Eupatorium Adenophora Spreng leaves extract as a novel eco-friendly and efficient inhibitor for steel in dichloroacetic acid medium

Eupatorium Adenophorum Spreng leaves extract (EASLE) was prepared by heating reflux extraction method. The inhibition performance of EASLE on CRS in 0.10 M Cl2CHCOOH solution was fully studied by weight-loss, electrochemical techniques and surface characterizations. The main chemical components in EASLE were analyzed by liquid chromatography-mass spectrometry (LC-MS). The adsorption mechanism of these active components was theoretically studied by quantum chemical calculations and molecular dynamic (MD) simulations.
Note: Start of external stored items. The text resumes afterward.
//! The ready queue: a priority-ordered, FIFO-within-priority ring of ready
//! tasks, anchored permanently at the idle task (§4.1).
//!
//! The reference kernel expresses this as a trait (`readyqueue::Queue`) so a
//! port can swap in a bitmap-indexed variant on memory-constrained targets.
//! This crate keeps a single concrete implementation — a sorted doubly
//! linked list through `TaskCb::ready_prev`/`ready_next` — since the `'static`
//! object model here has no const-generic `Traits` parameter to hang an
//! alternate implementation off of (see `DESIGN.md`).
use crate::klock::Cpu;
use crate::system;
use crate::task::{TaskCb, TaskState};

/// Insert `task` into the ring in priority order, after any existing task of
/// equal or higher priority (so equal-priority tasks queue FIFO), and mark
/// it ready. Requests a context switch if this changed who should run.
pub fn insert(cpu: Cpu<'_>, task: &'static TaskCb) {
    task.state.set(cpu, TaskState::Ready);
    task.slice.set(cpu, 0);

    let idle = system::idle(cpu);
    let my_priority = task.priority(cpu);

    let mut cursor = idle.ready_next.get(cpu).unwrap_or(idle);
    while !core::ptr::eq(cursor, idle) && cursor.priority(cpu) >= my_priority {
        cursor = cursor.ready_next.get(cpu).unwrap_or(idle);
    }
    link_before(cpu, cursor, task);

    crate::port::port().ctx_switch();
}

/// Remove `task` from the ring, if it is currently on it. No-op for a task
/// that is not `Ready` (e.g. already removed, or never inserted).
pub fn remove(cpu: Cpu<'_>, task: &'static TaskCb) {
    if task.state(cpu) != TaskState::Ready {
        return;
    }
    unlink(cpu, task);
    crate::port::port().ctx_switch();
}

/// The task that should be running right now: the highest-priority ready
/// task, or the idle task if none is ready.
pub fn head(cpu: Cpu<'_>) -> &'static TaskCb {
    let idle = system::idle(cpu);
    idle.ready_next.get(cpu).unwrap_or(idle)
}

/// Round-robin rotation (§4.1, `robin` feature): if the current head of the
/// ring shares `priority` with the task immediately behind it, move the head
/// to the back of its priority band.
#[cfg(feature = "robin")]
pub fn rotate(cpu: Cpu<'_>, priority: crate::task::Priority) {
    let idle = system::idle(cpu);
    let head = head(cpu);
    if core::ptr::eq(head, idle) || head.priority(cpu) != priority {
        return;
    }
    let next = head.ready_next.get(cpu).unwrap_or(idle);
    if core::ptr::eq(next, idle) || next.priority(cpu) != priority {
        return; // only task at this priority; nothing to rotate
    }
    unlink(cpu, head);
    let mut cursor = next;
    while !core::ptr::eq(cursor, idle) && cursor.priority(cpu) >= priority {
        cursor = cursor.ready_next.get(cpu).unwrap_or(idle);
    }
    link_before(cpu, cursor, head);
    crate::port::port().ctx_switch();
}

fn link_before(cpu: Cpu<'_>, at: &'static TaskCb, task: &'static TaskCb) {
    let prev = at.ready_prev.get(cpu);
    task.ready_prev.set(cpu, prev);
    task.ready_next.set(cpu, Some(at));
    if let Some(prev) = prev {
        prev.ready_next.set(cpu, Some(task));
    }
    at.ready_prev.set(cpu, Some(task));
}

fn unlink(cpu: Cpu<'_>, task: &'static TaskCb) {
    let prev = task.ready_prev.get(cpu);
    let next = task.ready_next.get(cpu);
    if let Some(prev) = prev {
        prev.ready_next.set(cpu, next);
    }
    if let Some(next) = next {
        next.ready_prev.set(cpu, prev);
    }
    task.ready_prev.set(cpu, None);
    task.ready_next.set(cpu, None);
}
The results show that EASLE can efficiently retard the corrosion of CRS in Cl2CHCOOH media, and the maximum inhibition efficiency of 400 mg L−1 EASLE reaches as high as 91.4% at 40 °C. The adsorption of EASLE on CRS surface conforms to Langmuir isotherm. From potentiodynamic polarization curves, EASLE is a mixed inhibitor through "geometric blocking effect". Nyquist appears a capactive loop with one time constant, and the charge transfer resistance increases significantly after adding EASLE. The inhibition performance is inversely proportional to the surface tension, but proportional to the conductivity of the inhibited solutions. The microanalysis of CRS surface verifies that EASLE can efficiently adsorb onto CRS surface to form a protective film. EASLE exerts inhibition through its various components, in which the main corrosion inhibiting components are flavonoids and purines. The active adsorption sites of these compounds are concentrated on the benzene ring, C=O as well as N-heterocyclic ring. MD simulations indicate that quercetin, guanine, and their protonated molecules adsorb on Fe (001) surface in a nearly flat orientation.